I am working on gradle script to go through large css file and scrap out the URLs for images. So far:

def temp = ".post-format background:url(image/goes/here.jpg); {background:  .post-format {background: url(../img/post //formats.png);display:;display:.woocommerce-info:before {background: url(data:image/png;base64,iVBORw0KGgoAAAANSUhEUgAAAAIAAAAFCAYAAABvsz2cAAAAG0lEQVQIHWP8DwQMQMACxIwwBliECcQDATgDAMHrBQqJ6tMZAAAAAElFTkSuQmCC)center no-repeat #18919c    }"
def list = temp.findAll(/background:[\s]?url\([^\)]*\)/){ match ->
   match
}

This works but it also takes the 'data:image' file url that we don't need.
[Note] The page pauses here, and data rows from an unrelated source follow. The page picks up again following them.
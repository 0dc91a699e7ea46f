use std::collections::BTreeMap;
use std::sync::Arc;
use std::sync::atomic::{AtomicBool, AtomicU64, Ordering};

use parking_lot::Mutex;
use tokio::sync::Notify;
use tokio::time::{Duration, Instant};
use tracing::{debug, trace};

use super::{EvictionScheduler, Job, JobHandle, due_after, run_job};

/// Job na fila: (deadline, id) ordena a fila e identifica o job no cancel.
struct QueuedJob {
    handle: JobHandle,
    job: Job,
}

impl QueuedJob {
    fn run(self) {
        if !self.handle.try_start() {
            return;
        }
        run_job(&self.handle, self.job);
    }
}

/// Estado compartilhado entre o scheduler e seus workers.
struct PoolShared {
    queue: Mutex<BTreeMap<(Instant, u64), QueuedJob>>,
    notify: Notify,
    shutdown: AtomicBool,
}

/// Pool fixo de workers que consomem uma fila de jobs ordenada por deadline.
///
/// O uso de recursos não depende do número de chaves vivas. Sob churn alto os
/// jobs apenas esperam na fila (sem limite de tamanho), trocando latência de
/// eviction por memória e threads limitadas.
pub struct PooledScheduler {
    shared: Arc<PoolShared>,
    workers: usize,
    next_id: AtomicU64,
}

impl PooledScheduler {
    /// Cria o pool e sobe `workers` tasks (no mínimo uma).
    ///
    /// # Panics
    ///
    /// Panics fora de um runtime Tokio.
    pub fn new(workers: usize) -> Self {
        let workers = workers.max(1);
        let shared = Arc::new(PoolShared {
            queue: Mutex::new(BTreeMap::new()),
            notify: Notify::new(),
            shutdown: AtomicBool::new(false),
        });

        for worker in 0..workers {
            let shared = shared.clone();
            tokio::spawn(async move {
                run_worker(worker, shared).await;
            });
        }
        debug!(workers, "pool de eviction iniciado");

        Self {
            shared,
            workers,
            next_id: AtomicU64::new(0),
        }
    }

    pub fn workers(&self) -> usize {
        self.workers
    }
}

impl EvictionScheduler for PooledScheduler {
    fn schedule(&self, delay: Duration, job: Job) -> JobHandle {
        let id = self.next_id.fetch_add(1, Ordering::Relaxed);
        let handle = JobHandle::new(id, due_after(delay));
        let key = (handle.due(), id);

        let is_head = {
            let mut queue = self.shared.queue.lock();
            queue.insert(
                key,
                QueuedJob {
                    handle: handle.clone(),
                    job,
                },
            );
            queue.first_key_value().map(|(k, _)| *k) == Some(key)
        };

        // Só acorda os workers se o próximo deadline mudou
        if is_head {
            self.shared.notify.notify_waiters();
        }
        handle
    }

    fn cancel(&self, handle: &JobHandle) -> bool {
        if !handle.try_cancel() {
            return false;
        }
        self.shared
            .queue
            .lock()
            .remove(&(handle.due(), handle.id()));
        trace!(job = handle.id(), "job do pool cancelado");
        true
    }

    fn pending(&self) -> usize {
        self.shared.queue.lock().len()
    }
}

impl Drop for PooledScheduler {
    fn drop(&mut self) {
        self.shared.shutdown.store(true, Ordering::Release);
        self.shared.queue.lock().clear();
        self.shared.notify.notify_waiters();
    }
}

/// Loop de um worker: espera o deadline do topo da fila e executa o job.
async fn run_worker(worker: usize, shared: Arc<PoolShared>) {
    loop {
        // Registrar interesse antes de olhar a fila para não perder um notify
        let notified = shared.notify.notified();
        tokio::pin!(notified);
        notified.as_mut().enable();

        if shared.shutdown.load(Ordering::Acquire) {
            break;
        }

        let now = Instant::now();
        let (ready, next_due) = {
            let mut queue = shared.queue.lock();
            match queue.first_entry() {
                Some(entry) if entry.key().0 <= now => (Some(entry.remove()), None),
                Some(entry) => (None, Some(entry.key().0)),
                None => (None, None),
            }
        };

        if let Some(job) = ready {
            job.run();
            tokio::task::yield_now().await;
            continue;
        }

        match next_due {
            Some(when) => {
                tokio::select! {
                    _ = tokio::time::sleep_until(when) => {}
                    _ = notified.as_mut() => {}
                }
            }
            None => notified.await,
        }
    }
    debug!(worker, "worker de eviction encerrado");
}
So, here the temp variable contains both - the good 'image/goes/here.jpg' url and also the one we don't need 'data:image/png[..]'. How would we have to update the regular expression to make it work? If you could also share your rational behind of the correct regular expression to help us better learn regular expressions i would much appreciate. Thank You a lot

Answer 1

You can use the negative look ahead mechanism to accomplish what you want. Immediately following the escaped left parenthesis you insert (?!data:image) which means that you must not match that text at that point. So your regex becomes:

/background:[\s]?url\((?!data:image)[^\)]*\)/

You can see the approach illustrated in this rubular. See also How can I find everything BUT certain phrases with a regular expression?

Answer 2

You didn't specify what language you're using, but if the URL you want is always the first one, just don't do a global match (which is what findAll does, whatever language that is). Most likely, changing temp.findAll to temp.match and assigning the results to a scalar string variable will do it. But please tell us which language.